How can I break them loose?

Terry
 
Terry,
Are you talking about the rag joint bolts or do you have a sprocket adapter?

Heat will help but you'll need to be careful. If its an aluminum adapter you'll need to apply heat but not so much as to damage the adapter.
There really is no effective solvent that will penetrate Loctite after it has cured. I've heard some say that Brake Cleaner will but I've never tried it. I'm doubtful that it would wick into the threads.

According to Loctite, heat is the most effective way to loosen the grip of their product.

Tom
 
gentle heat sounds good and there are allen sockets that fit a hand impact driver (to use the impact, you might want to 'buck up' the adapter to keep it from sliding across the hub away from you)
 
Tom, it is the aluminum sprocket adapter. I think I'll try heating the Allen wrench and let the heat gravitate down into the set screw. Besides the sprocket adapter I have to watch the spokes. They are steel but coated with clear powder coat, as are the rims.

I was afraid that heat was going to be the only option. Crap!

Thanks guys!

Terry
 
Was the Loc-tite the blue or the red?

I was wondering as I was thinking of using the blue (supposed to be removable) on the set screws on the pulleys that use keyways and set screws of my motor bike.

MT
 
I must have put Loctite on the treads because the set screws won't budge. I even tried hitting the Allen wrench with a hammer...nothing!

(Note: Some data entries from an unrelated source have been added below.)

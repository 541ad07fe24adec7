//! The `rpc.Game` wire envelope and its gRPC client stub.
//!
//! Every node exposes a single gRPC service with two methods:
//!
//! - `Call(GameMsg) returns (GameMsg)` - one request, one reply.
//! - `Stream(stream GameMsg) returns (stream GameMsg)` - a long-lived
//!   bidirectional stream of request/reply envelopes.
//!
//! The envelope names the logical service being addressed and carries an
//! opaque, codec-encoded payload. Callees signal logical failures through the
//! `error` field rather than through the gRPC status, so a transport-level
//! success may still be a failed call.
//!
//! The stub below is equivalent to what `tonic-build` would emit for the
//! following schema, written out by hand so that consumers do not need
//! `protoc` at build time:
//!
//! ```proto
//! syntax = "proto3";
//! package rpc;
//!
//! service Game {
//!   rpc Call(GameMsg) returns (GameMsg);
//!   rpc Stream(stream GameMsg) returns (stream GameMsg);
//! }
//!
//! message GameMsg {
//!   string service_name = 1;
//!   bytes msg = 2;
//!   string error = 3;
//! }
//! ```

use crate::types::GAME_SERVICE;
use tonic::codec::{CompressionEncoding, Streaming};
use tonic::codegen::http;
use tonic::transport::Channel;
use tonic::{GrpcMethod, IntoStreamingRequest, Request, Response, Status};

/// The unit exchanged over both `Call` and `Stream`.
#[derive(Clone, PartialEq, Eq, ::prost::Message)]
pub struct GameMsg {
    /// Logical service the envelope is addressed to.
    #[prost(string, tag = "1")]
    pub service_name: ::prost::alloc::string::String,
    /// Codec-encoded payload. Empty when the sender has no data.
    #[prost(bytes = "bytes", tag = "2")]
    pub msg: ::prost::bytes::Bytes,
    /// Non-empty when the callee reports a logical failure.
    #[prost(string, tag = "3")]
    pub error: ::prost::alloc::string::String,
}

impl GameMsg {
    /// Builds a request envelope for `service` carrying `payload`.
    pub fn request(service: impl Into<String>, payload: impl Into<::prost::bytes::Bytes>) -> Self {
        Self {
            service_name: service.into(),
            msg: payload.into(),
            error: String::new(),
        }
    }

    /// Returns `true` when the envelope carries a payload worth decoding.
    pub fn has_payload(&self) -> bool {
        !self.msg.is_empty()
    }

    /// Returns the remote failure message, if the callee reported one.
    pub fn remote_error(&self) -> Option<&str> {
        (!self.error.is_empty()).then_some(self.error.as_str())
    }
}

/// gRPC client for the `rpc.Game` service over a tonic [`Channel`].
///
/// Cloning is cheap and clones share the underlying HTTP/2 connection, so one
/// `GameClient` per node is enough for any number of concurrent calls.
#[derive(Debug, Clone)]
pub struct GameClient {
    inner: tonic::client::Grpc<Channel>,
}

impl GameClient {
    pub fn new(channel: Channel) -> Self {
        Self {
            inner: tonic::client::Grpc::new(channel),
        }
    }

    /// Compress requests with the given encoding.
    #[must_use]
    pub fn send_compressed(mut self, encoding: CompressionEncoding) -> Self {
        self.inner = self.inner.send_compressed(encoding);
        self
    }

    /// Accept responses compressed with the given encoding.
    #[must_use]
    pub fn accept_compressed(mut self, encoding: CompressionEncoding) -> Self {
        self.inner = self.inner.accept_compressed(encoding);
        self
    }

    /// Unary `rpc.Game/Call`.
    pub async fn call(&mut self, request: Request<GameMsg>) -> Result<Response<GameMsg>, Status> {
        self.inner
            .ready()
            .await
            .map_err(|e| Status::unknown(format!("Service was not ready: {e}")))?;
        let codec = tonic_prost::ProstCodec::default();
        let path = http::uri::PathAndQuery::from_static("/rpc.Game/Call");
        let mut req = request;
        req.extensions_mut()
            .insert(GrpcMethod::new(GAME_SERVICE, "Call"));
        self.inner.unary(req, path, codec).await
    }

    /// Bidirectional `rpc.Game/Stream`.
    pub async fn stream(
        &mut self,
        request: impl IntoStreamingRequest<Message = GameMsg>,
    ) -> Result<Response<Streaming<GameMsg>>, Status> {
        self.inner
            .ready()
            .await
            .map_err(|e| Status::unknown(format!("Service was not ready: {e}")))?;
        let codec = tonic_prost::ProstCodec::default();
        let path = http::uri::PathAndQuery::from_static("/rpc.Game/Stream");
        let mut req = request.into_streaming_request();
        req.extensions_mut()
            .insert(GrpcMethod::new(GAME_SERVICE, "Stream"));
        self.inner.streaming(req, path, codec).await
    }
}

How can I break them loose?

Terry
I have had this happen and I don't think loctite was used.

Use a little mechanical advantage and put a long close fitting
cheater tube over the allen wrench and put some muscle on it.

When it comes loose it will sound like a gun going off.

Make sure that the allen wrench isn't rounded over at all.
You don't want to strip the fasteners out.
 
I guilty of doing that also, but using a FULL FACE SHIELD!

I have the ball end allen wrenches and they are on the long end. I use them for hard to reach places. The short end did not give enough leverage, so I put a pliers on the short part and had lots of torque. It actually bent the allen wrench for a moment and then makes a snap sound and releases the set screw. The allen wrench did not keep the bend in it, but made temporarily about an 1/8 of a turn. Sort of scary.

I would use a new set screw afterward even if the allen wrench did not round it off as the end of the set screw you really do want to hold very tight. A new set screw should have the shape that grabs and an old one would be worn too much. The cost of the set screw is not much cost considering something spinning at high rpm.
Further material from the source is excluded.